Hi, Nokie. I saw her at the Garber restoration facility in Silver Hill, Maryland some 30 plus years ago IIRC. Subsequent to that visit a lot happened... Controversy over the Enola Gay Exhibition | Atomic Heritage Foundation

Begging the forum's indulgence, this post may become a long and boring read for many but I have sadly been putting off writing about an incident which occurred a few years after my visit to the Garber facility. I have told the story numerous times over the years but after shooting that Tinian pic posted above (the watch is posed on a double sided silk survival map gifted to me by a WW2 Pacific theatre aviator) I decided to record it for posterity because memory fades with age...

In October 1994 (possibly 95 or 96 but not sure) I was serving as "mini-boss" (assistant Air Boss) during our Wings Over Houston CAF airshow. During a break between the morning and afternoon flying, I started to climb down the ladder from our controller position and noticed a golf cart parked below near the crowd line. A sign attached to the cart read "Col. Paul Tibbets -Guest of Honor". Seated alone, Col Tibbets needed some company I assumed. I went over to his golf cart and introduced myself. I thanked him for being there with us that day and began a conversation with him. I told him I had seen his airplane recently and was familiar with the "silverplate" modifications among others made to the aircraft. We talked about his airplane as well as the B-29 we had flying that day, "Fifi" of the Confederate Air Force (now the politically correct Commemorative Air Force) among other things relevant to respective careers.

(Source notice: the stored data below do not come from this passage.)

//! CLI command definitions, routing, and tracing setup.

use std::path::PathBuf;

use clap::{Parser, Subcommand};
use color_eyre::eyre::{Result, eyre};
use indicatif::{ProgressBar, ProgressStyle};
use tracing::info;

use frontpage_core::pipeline::{
    ProgressReporter, SyncConfig, SyncResult, assign_category, ingest_one, publish_only, run_sync,
};
use frontpage_reconcile::categories::Slot;
use frontpage_shared::{AppConfig, init_config, load_config};

// ---------------------------------------------------------------------------
// CLI structure
// ---------------------------------------------------------------------------

/// Frontpage — reconcile article feeds into a publishable front page.
#[derive(Parser)]
#[command(
    name = "frontpage",
    version,
    about = "Reconcile article records from feeds, tables, and webhooks into one published collection.",
    long_about = None,
)]
pub(crate) struct Cli {
    /// Log format: text (default) or json.
    #[arg(long, default_value = "text", global = true)]
    pub log_format: LogFormat,

    /// Verbosity level (-v, -vv, -vvv).
    #[arg(short, long, action = clap::ArgAction::Count, global = true)]
    pub verbose: u8,

    #[command(subcommand)]
    pub command: Command,
}

/// Log output format.
#[derive(Clone, Debug, clap::ValueEnum)]
pub(crate) enum LogFormat {
    Text,
    Json,
}

/// Top-level CLI subcommands.
#[derive(Subcommand)]
pub(crate) enum Command {
    /// Run a full reconciliation: scan sources, merge, publish.
    Sync {
        /// Articles directory (defaults to the configured one).
        #[arg(long)]
        articles_dir: Option<String>,

        /// Batch file(s): a JSON array of table rows or one webhook
        /// payload per file. May be repeated.
        #[arg(long)]
        batch: Vec<String>,

        /// Collection file path override.
        #[arg(long)]
        collection: Option<String>,

        /// Artifact output path override.
        #[arg(long)]
        out: Option<String>,

        /// Skip the publish notification.
        #[arg(long)]
        no_notify: bool,
    },

    /// Ingest one webhook payload from a JSON file.
    Add {
        /// Path to the payload JSON file.
        payload: String,
    },

    /// Flag or unflag an article as a hero.
    Hero {
        /// Article identity (normalized URL or slug).
        identity: String,

        /// Clear the flag instead of setting it.
        #[arg(long)]
        clear: bool,
    },

    /// Flag or unflag an article as a column.
    Column {
        /// Article identity (normalized URL or slug).
        identity: String,

        /// Clear the flag instead of setting it.
        #[arg(long)]
        clear: bool,
    },

    /// Re-project and publish the collection without ingesting.
    Publish,

    /// Show a summary of the current collection.
    Status,

    /// Configuration management.
    Config {
        /// Config subcommand.
        #[command(subcommand)]
        action: ConfigAction,
    },
}

/// Config subcommands.
#[derive(Subcommand)]
pub(crate) enum ConfigAction {
    /// Initialize config file with defaults.
    Init,
    /// Show resolved configuration.
    Show,
}

// ---------------------------------------------------------------------------
// Tracing setup
// ---------------------------------------------------------------------------

/// Initialize tracing based on CLI flags.
pub(crate) fn init_tracing(cli: &Cli) {
    use tracing_subscriber::{EnvFilter, fmt};

    let filter = match cli.verbose {
        0 => "frontpage=info",
        1 => "frontpage=debug",
        _ => "frontpage=trace",
    };

    let env_filter = EnvFilter::try_from_default_env().unwrap_or_else(|_| EnvFilter::new(filter));

    match cli.log_format {
        LogFormat::Text => {
            fmt()
                .with_env_filter(env_filter)
                .with_target(false)
                .init();
        }
        LogFormat::Json => {
            fmt().json().with_env_filter(env_filter).init();
        }
    }
}

// ---------------------------------------------------------------------------
// Command dispatch
// ---------------------------------------------------------------------------

/// Run the CLI command.
pub(crate) async fn run(cli: Cli) -> Result<()> {
    match cli.command {
        Command::Sync {
            articles_dir,
            batch,
            collection,
            out,
            no_notify,
        } => {
            cmd_sync(
                articles_dir.as_deref(),
                &batch,
                collection.as_deref(),
                out.as_deref(),
                no_notify,
            )
            .await
        }
        Command::Add { payload } => cmd_add(&payload).await,
        Command::Hero { identity, clear } => cmd_flag(&identity, Slot::Hero, !clear).await,
        Command::Column { identity, clear } => cmd_flag(&identity, Slot::Column, !clear).await,
        Command::Publish => cmd_publish().await,
        Command::Status => cmd_status().await,
        Command::Config { action } => match action {
            ConfigAction::Init => cmd_config_init().await,
            ConfigAction::Show => cmd_config_show().await,
        },
    }
}

/// Build the run config from the config file plus CLI overrides.
fn sync_config(
    articles_dir: Option<&str>,
    batch: &[String],
    collection: Option<&str>,
    out: Option<&str>,
    no_notify: bool,
) -> Result<SyncConfig> {
    let app_config = load_config()?;
    let mut config = SyncConfig::from_app_config(&app_config);

    if let Some(dir) = articles_dir {
        config.articles_dir = PathBuf::from(dir);
    }
    config.batch_files = batch.iter().map(PathBuf::from).collect();
    if let Some(path) = collection {
        config.collection_path = PathBuf::from(path);
    }
    if let Some(path) = out {
        config.artifact_path = PathBuf::from(path);
    }
    if no_notify {
        config.notify_url = None;
    }

    Ok(config)
}

// ---------------------------------------------------------------------------
// Command handlers
// ---------------------------------------------------------------------------

async fn cmd_sync(
    articles_dir: Option<&str>,
    batch: &[String],
    collection: Option<&str>,
    out: Option<&str>,
    no_notify: bool,
) -> Result<()> {
    let config = sync_config(articles_dir, batch, collection, out, no_notify)?;

    info!(
        articles_dir = %config.articles_dir.display(),
        batch_files = config.batch_files.len(),
        "starting sync"
    );

    let reporter = CliProgress::new();
    let result = run_sync(&config, &reporter).await?;

    print_summary(&result);
    Ok(())
}

async fn cmd_add(payload_path: &str) -> Result<()> {
    let config = sync_config(None, &[], None, None, false)?;

    let content = std::fs::read_to_string(payload_path)
        .map_err(|e| eyre!("cannot read payload '{payload_path}': {e}"))?;
    let payload = serde_json::from_str(&content)
        .map_err(|e| eyre!("payload '{payload_path}' is not a valid JSON object: {e}"))?;

    let reporter = CliProgress::new();
    let result = ingest_one(&config, payload, &reporter).await?;

    print_summary(&result);
    Ok(())
}

async fn cmd_flag(identity: &str, slot: Slot, value: bool) -> Result<()> {
    let config = sync_config(None, &[], None, None, false)?;
    let result = assign_category(&config, identity, slot, value).await?;

    let action = if value { "flagged" } else { "cleared" };
    println!();
    println!("  {} {action} as {slot}", result.identity);
    println!("  Heroes:  {}/{}", result.hero_count, config.limits.max_heroes);
    println!(
        "  Columns: {}/{}",
        result.column_count, config.limits.max_columns
    );
    println!();
    Ok(())
}

async fn cmd_publish() -> Result<()> {
    let config = sync_config(None, &[], None, None, false)?;
    let artifact = publish_only(&config).await?;

    let column_total: usize = artifact.columns.values().map(Vec::len).sum();
    println!();
    println!("  Artifact published!");
    println!("  Path:    {}", config.artifact_path.display());
    println!("  Heroes:  {}", artifact.heroes.len());
    println!("  Columns: {column_total} across {} buckets", artifact.columns.len());
    println!();
    Ok(())
}

async fn cmd_status() -> Result<()> {
    let config = sync_config(None, &[], None, None, false)?;
    let collection =
        frontpage_storage::load_collection(&config.collection_path, config.limits)?;

    println!();
    println!("  Collection: {}", config.collection_path.display());
    println!("  Articles:   {}", collection.len());
    println!(
        "  Heroes:     {}/{}",
        collection.hero_count(),
        collection.limits.max_heroes
    );
    println!(
        "  Columns:    {}/{}",
        collection.column_count(),
        collection.limits.max_columns
    );
    println!("  Updated:    {}", collection.last_updated.to_rfc3339());
    println!();
    Ok(())
}

async fn cmd_config_init() -> Result<()> {
    let path = init_config()?;
    println!("Config initialized at: {}", path.display());
    Ok(())
}

async fn cmd_config_show() -> Result<()> {
    let config: AppConfig = load_config()?;
    let toml_str = toml::to_string_pretty(&config)?;
    println!("{toml_str}");
    Ok(())
}

/// Print the run summary, including per-record failures.
fn print_summary(result: &SyncResult) {
    println!();
    println!("  Sync complete!");
    println!("  Run:       {}", result.run_id);
    println!("  Scanned:   {}", result.scanned);
    println!("  Inserted:  {}", result.inserted);
    println!("  Updated:   {}", result.updated);
    println!("  Unchanged: {}", result.unchanged);
    println!("  Total:     {}", result.article_count);
    println!("  Artifact:  {}", result.artifact_path.display());
    println!("  Time:      {:.1}s", result.elapsed.as_secs_f64());

    if !result.conflicts.is_empty() {
        println!("  Conflicts:");
        for identity in &result.conflicts {
            println!("    - {identity}");
        }
    }
    if !result.failures.is_empty() {
        println!("  Skipped records:");
        for failure in &result.failures {
            println!("    - {}: {}", failure.record, failure.reason);
        }
    }
    println!();
}

// ---------------------------------------------------------------------------
// CLI progress reporter
// ---------------------------------------------------------------------------

/// CLI progress reporter using an indicatif spinner.
struct CliProgress {
    spinner: ProgressBar,
}

impl CliProgress {
    fn new() -> Self {
        let spinner = ProgressBar::new_spinner();
        spinner.set_style(
            ProgressStyle::with_template("{spinner:.cyan} {msg}")
                .unwrap()
                .tick_strings(&["⠋", "⠙", "⠹", "⠸", "⠼", "⠴", "⠦", "⠧", "⠇", "⠏"]),
        );
        spinner.enable_steady_tick(std::time::Duration::from_millis(80));
        Self { spinner }
    }
}

impl ProgressReporter for CliProgress {
    fn phase(&self, name: &str) {
        self.spinner.set_message(name.to_string());
    }

    fn record_processed(&self, label: &str, current: usize, total: usize) {
        self.spinner
            .set_message(format!("Normalizing [{current}/{total}] {label}"));
    }

    fn done(&self, _result: &SyncResult) {
        self.spinner.finish_and_clear();
    }
}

After perhaps 20 minutes of conversation, a man behind the crowd line nearby had noticed the sign on the cart and was trying to get Col. Tibbets attention, asking him to come over and talk to him. Col. Tibbets leg power wasn't up to the task that day so I invited the man over the crowd line to come talk to us. The gentleman introduced himself as a survivor of the USS Indianapolis, the heavy cruiser which transported "Little Boy" from San Francisco to Tinian island. As many of you know, the ship was torpedoed by a Japanese submarine during its subsequent ill fated trip to the Phillipines. Col Tibbets told the man he had followed the career of the ship's captain, Charles B. McVay , after the war and expressed his sincere opinion that McVay was scapegoated by the Navy. A number of other subjects were discussed but two items stand out in my memory which I have never seen in print anywhere. The first was told by the Indianapolis survivor detailing the pickup and delivery of Little Boy. He described the incredible secrecy and security surrounding the article and the crate in which the bomb was packaged. He said they (ship's crew) thought the crate contained the plans for the invasion of Japan, having no idea what actual cargo was in the crate. The ship sailed to Hawaii and then on to Tinian for off loading of the "Plans". Here comes my favorite part... The sailor said he watched as two of the ship's cranes began to lift the crate from the ship's deck to a barge tied to the ship, the barge to be towed to shore and the crate offloaded there for the trip to Tinian's north airfield. When the crate was lifted high enough to clear the deck and begin lowering it to the barge, one of the two crane attachments FAILED! The crate then dangled precariously over the water and barge for a few moments until the sailors could stabilize it and complete the offload. Tibbets and I were both surprised of course, Tibbets mostly because he never knew that happened and me because my mind was racing cosidering the implications of the near disaster. Although not as serious, the second thing that stood out for me was Tibbets telling us (the Indy sailor and me) that the screws attaching some of the components to the bomb were coated with a potting compound which "might" help contain any leaking of radiactive material. He said not a lot was known about that "kind of stuff" in those days and it probably seemed like a good idea at the time...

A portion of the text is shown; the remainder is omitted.